Re:Priorities. (2, Funny)

Beelzebud (1361137) | more than 4 years ago | (#31467906)

How ironic. You HATE socialism, so you advocate for a government funded, socialized trip to the moon?

I suppose you also hate the post office, fire department, police department, military, public roads, the electrical grid, etc. etc. etc...

waste of money.... (0, Troll)

Anonymous Coward | more than 4 years ago | (#31467386)

Astronaut: "I'm outraged! How will people who achieve nothing other than taking part in one of the greatest international pissing matches in history, paid for with taxpayer money, now be famous?! Not in my day sonny! NOT IN MY DAY!"

Re:waste of money.... (4, Insightful)

berj (754323) | more than 4 years ago | (#31467596)

I think you're missing all of the collateral benefits that came from the space race. You're probably typing on one right now.

Re:waste of money.... (3, Insightful)

Imsdal (930595) | more than 4 years ago | (#31467894)

You think he's typing on Velcro? Myself, I am typing on a keyboard. They were around before the space race.

The idea that space exploration is giving us (humanity as a whole) good value for money is, frankly, ridiculous. The billions and billions of dollars spent has of course brought some benefits and some cool inventions. But spending that same money on other kinds of research would with a very high probability have yielded more benefits. But I do agree that it would have yielded less fame to the old whiners from TFA.

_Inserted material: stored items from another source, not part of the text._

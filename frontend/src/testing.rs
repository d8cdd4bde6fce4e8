//! In-memory fakes for the capability traits.

use std::cell::{Cell, RefCell};
use std::collections::{HashMap, HashSet};
use std::rc::Rc;

use futures::channel::oneshot;

use crate::components::{DropEventSink, FileLabel, ThemeSurface};
use crate::services::{
    Diagnostics, ElementLookup, FileHandle, Navigator, Notifier, PreferenceStore, UploadTransport,
};
use crate::types::{AppError, AppResult, LogEntry, Preference, UploadResponse};

#[derive(Default)]
pub struct FakeSurface {
    dark: Cell<bool>,
    active: Cell<bool>,
    loaded: Cell<bool>,
    icon: RefCell<String>,
}

impl FakeSurface {
    pub fn with_dark(dark: bool) -> Self {
        let surface = Self::default();
        surface.dark.set(dark);
        surface.active.set(dark);
        surface
    }

    pub fn dark(&self) -> bool {
        self.dark.get()
    }

    pub fn control_active(&self) -> bool {
        self.active.get()
    }

    pub fn loaded(&self) -> bool {
        self.loaded.get()
    }

    pub fn icon(&self) -> String {
        self.icon.borrow().clone()
    }
}

impl ThemeSurface for FakeSurface {
    fn is_dark(&self) -> bool {
        self.dark.get()
    }

    fn set_dark(&self, dark: bool) {
        self.dark.set(dark);
    }

    fn set_control_active(&self, active: bool) {
        self.active.set(active);
    }

    fn set_control_icon(&self, icon: &str) {
        *self.icon.borrow_mut() = icon.to_string();
    }

    fn mark_loaded(&self) {
        self.loaded.set(true);
    }
}

/// Preference storage; `unavailable()` refuses every write.
pub struct MemoryStore {
    value: RefCell<Option<String>>,
    available: bool,
}

impl MemoryStore {
    pub fn with(stored: Option<&str>) -> Self {
        Self { value: RefCell::new(stored.map(str::to_string)), available: true }
    }

    pub fn unavailable() -> Self {
        Self { value: RefCell::new(None), available: false }
    }

    pub fn value(&self) -> Option<String> {
        self.value.borrow().clone()
    }
}

impl PreferenceStore for MemoryStore {
    fn load(&self) -> Option<String> {
        self.value()
    }

    fn save(&self, preference: Preference) -> AppResult<()> {
        if !self.available {
            return Err(AppError::Storage("quota exceeded".to_string()));
        }
        *self.value.borrow_mut() = Some(preference.as_str().to_string());
        Ok(())
    }
}

#[derive(Default)]
pub struct RecordingNotifier {
    messages: RefCell<Vec<String>>,
}

impl RecordingNotifier {
    pub fn messages(&self) -> Vec<String> {
        self.messages.borrow().clone()
    }
}

impl Notifier for RecordingNotifier {
    fn notify(&self, message: &str) {
        self.messages.borrow_mut().push(message.to_string());
    }
}

#[derive(Default)]
pub struct RecordingDiagnostics {
    entries: RefCell<Vec<LogEntry>>,
}

impl RecordingDiagnostics {
    pub fn entries(&self) -> Vec<LogEntry> {
        self.entries.borrow().clone()
    }
}

impl Diagnostics for RecordingDiagnostics {
    fn record(&self, entry: LogEntry) {
        self.entries.borrow_mut().push(entry);
    }
}

#[derive(Default)]
pub struct RecordingNavigator {
    visited: RefCell<Vec<String>>,
}

impl RecordingNavigator {
    pub fn visited(&self) -> Vec<String> {
        self.visited.borrow().clone()
    }
}

impl Navigator for RecordingNavigator {
    fn navigate(&self, path: &str) {
        self.visited.borrow_mut().push(path.to_string());
    }
}

#[derive(Default)]
pub struct RecordingLabel {
    history: RefCell<Vec<String>>,
}

impl RecordingLabel {
    pub fn current(&self) -> String {
        self.history.borrow().last().cloned().unwrap_or_default()
    }

    pub fn history(&self) -> Vec<String> {
        self.history.borrow().clone()
    }
}

impl FileLabel for RecordingLabel {
    fn show(&self, text: &str) {
        self.history.borrow_mut().push(text.to_string());
    }
}

#[derive(Clone, Debug)]
pub struct FakeFile {
    name: String,
}

impl FakeFile {
    pub fn new(name: &str) -> Self {
        Self { name: name.to_string() }
    }
}

impl FileHandle for FakeFile {
    fn name(&self) -> String {
        self.name.clone()
    }
}

enum Scripted {
    Now(AppResult<UploadResponse>),
    Later(oneshot::Receiver<AppResult<UploadResponse>>),
}

/// Transport answering per file name, recording what it was asked to send.
pub struct ScriptedTransport {
    label: Rc<RecordingLabel>,
    script: RefCell<HashMap<String, Scripted>>,
    sent: RefCell<Vec<String>>,
    endpoints: RefCell<Vec<String>>,
    labels_at_send: RefCell<Vec<String>>,
}

impl ScriptedTransport {
    pub fn new(label: Rc<RecordingLabel>) -> Self {
        Self {
            label,
            script: RefCell::new(HashMap::new()),
            sent: RefCell::new(Vec::new()),
            endpoints: RefCell::new(Vec::new()),
            labels_at_send: RefCell::new(Vec::new()),
        }
    }

    pub fn respond(&self, name: &str, result: AppResult<UploadResponse>) {
        self.script.borrow_mut().insert(name.to_string(), Scripted::Now(result));
    }

    pub fn respond_later(&self, name: &str, rx: oneshot::Receiver<AppResult<UploadResponse>>) {
        self.script.borrow_mut().insert(name.to_string(), Scripted::Later(rx));
    }

    pub fn sent(&self) -> Vec<String> {
        self.sent.borrow().clone()
    }

    pub fn endpoints(&self) -> Vec<String> {
        self.endpoints.borrow().clone()
    }

    pub fn labels_at_send(&self) -> Vec<String> {
        self.labels_at_send.borrow().clone()
    }
}

impl UploadTransport for ScriptedTransport {
    type File = FakeFile;

    async fn post(&self, endpoint: &str, file: FakeFile) -> AppResult<UploadResponse> {
        self.sent.borrow_mut().push(file.name());
        self.endpoints.borrow_mut().push(endpoint.to_string());
        self.labels_at_send.borrow_mut().push(self.label.current());

        let scripted = self.script.borrow_mut().remove(&file.name());
        match scripted {
            Some(Scripted::Now(result)) => result,
            Some(Scripted::Later(rx)) => rx
                .await
                .unwrap_or_else(|_| Err(AppError::Transport("request dropped".to_string()))),
            None => Err(AppError::Transport(format!("no response scripted for {}", file.name()))),
        }
    }
}

/// Host page whose elements are just their ids.
pub struct FakePage {
    ids: HashSet<String>,
    has_body: bool,
    file_inputs: bool,
}

impl FakePage {
    pub fn with_ids<'a>(ids: impl IntoIterator<Item = &'a str>) -> Self {
        Self {
            ids: ids.into_iter().map(str::to_string).collect(),
            has_body: true,
            file_inputs: true,
        }
    }

    pub fn without_body(mut self) -> Self {
        self.has_body = false;
        self
    }

    /// Every element exists but none of them is a file input.
    pub fn without_file_inputs(mut self) -> Self {
        self.file_inputs = false;
        self
    }
}

impl ElementLookup for FakePage {
    type Element = String;
    type Input = String;

    fn body(&self) -> Option<String> {
        self.has_body.then(|| "body".to_string())
    }

    fn element(&self, id: &str) -> Option<String> {
        self.ids.get(id).cloned()
    }

    fn file_input(&self, id: &str) -> Option<String> {
        if self.file_inputs {
            self.element(id)
        } else {
            None
        }
    }
}

/// Drag event recording what the handler did to it.
#[derive(Default)]
pub struct RecordingDragEvent {
    files: Vec<FakeFile>,
    prevented: Cell<bool>,
    stopped: Cell<bool>,
}

impl RecordingDragEvent {
    pub fn carrying(names: &[&str]) -> Self {
        Self {
            files: names.iter().map(|name| FakeFile::new(name)).collect(),
            ..Self::default()
        }
    }

    pub fn prevented(&self) -> bool {
        self.prevented.get()
    }

    pub fn stopped(&self) -> bool {
        self.stopped.get()
    }
}

impl DropEventSink for RecordingDragEvent {
    type File = FakeFile;

    fn prevent_default(&self) {
        self.prevented.set(true);
    }

    fn stop_propagation(&self) {
        self.stopped.set(true);
    }

    fn files(&self) -> Vec<FakeFile> {
        self.files.clone()
    }
}
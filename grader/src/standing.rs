//! Performance tiers for an index or a subject's grade points.

use serde::{Deserialize, Serialize};

#[derive(Debug, Clone, Copy, PartialEq, Eq, Serialize, Deserialize)]
#[serde(rename_all = "lowercase")]
pub enum Standing {
    Excellent,
    Good,
    Fair,
    Poor,
}

impl Standing {
    /// Tier for an SPI/CPI value: 8.5 and up Excellent, 7.5 Good, 6.5 Fair.
    pub fn from_index(index: f64) -> Self {
        match index {
            x if x >= 8.5 => Standing::Excellent,
            x if x >= 7.5 => Standing::Good,
            x if x >= 6.5 => Standing::Fair,
            _ => Standing::Poor,
        }
    }

    /// Tier for one subject's grade points (AA/AB, BB, BC, rest).
    pub fn from_points(points: f64) -> Self {
        match points {
            p if p >= 9.0 => Standing::Excellent,
            p if p >= 8.0 => Standing::Good,
            p if p >= 7.0 => Standing::Fair,
            _ => Standing::Poor,
        }
    }
}
use std::fs;
use std::path::PathBuf;
use tempfile::TempDir;

/// Writes `contents` to `grading.json` inside a fresh temporary directory.
///
/// Keep the returned `TempDir` in scope for as long as you need the file.
pub fn write_temp_grading_config(contents: &str) -> (TempDir, PathBuf) {
    let tmp = TempDir::new().expect("failed to create tempdir");
    let path = tmp.path().join("grading.json");
    fs::write(&path, contents).expect("failed to write grading config");
    (tmp, path)
}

Our budget deficits are catastrophic, too (1, Insightful)

Waffle Iron (339739) | more than 4 years ago | (#31467404)

You've got to cut something if the country is too politically polarized to raise enough revenue to cover expenditures. Sending tourists to a dry barren rock seems pretty low on the priority list, especially when robots can achieve the same science goals at a small fraction of the cost.

Re:Our budget deficits are catastrophic, too (4, Insightful)

compro01 (777531) | more than 4 years ago | (#31467480)

Cutting NASA with respect to the deficit is like putting a bandaid on your finger while ignoring the sucking wound in your chest.

Re:Our budget deficits are catastrophic, too (3, Insightful)

eclectro (227083) | more than 4 years ago | (#31467616)

>Cutting NASA with respect to the deficit is like putting a bandaid on your finger while ignoring the sucking wound in your chest.

Actually not. A little bit of money here, a little bit of money there, an earmark there, another over there, and not before long you're swimming in red ink.

It's unfortunate that the republicans had to piss away the equivalent of moon trip in Iraq that we now need to have this discussion. If people don't like this, they need to hold those people who continue to be loudmouths on TV legally accountable for their decisions (Cheney, Rove).

Re:Our budget deficits are catastrophic, too (3, Insightful)

Beelzebud (1361137) | more than 4 years ago | (#31467786)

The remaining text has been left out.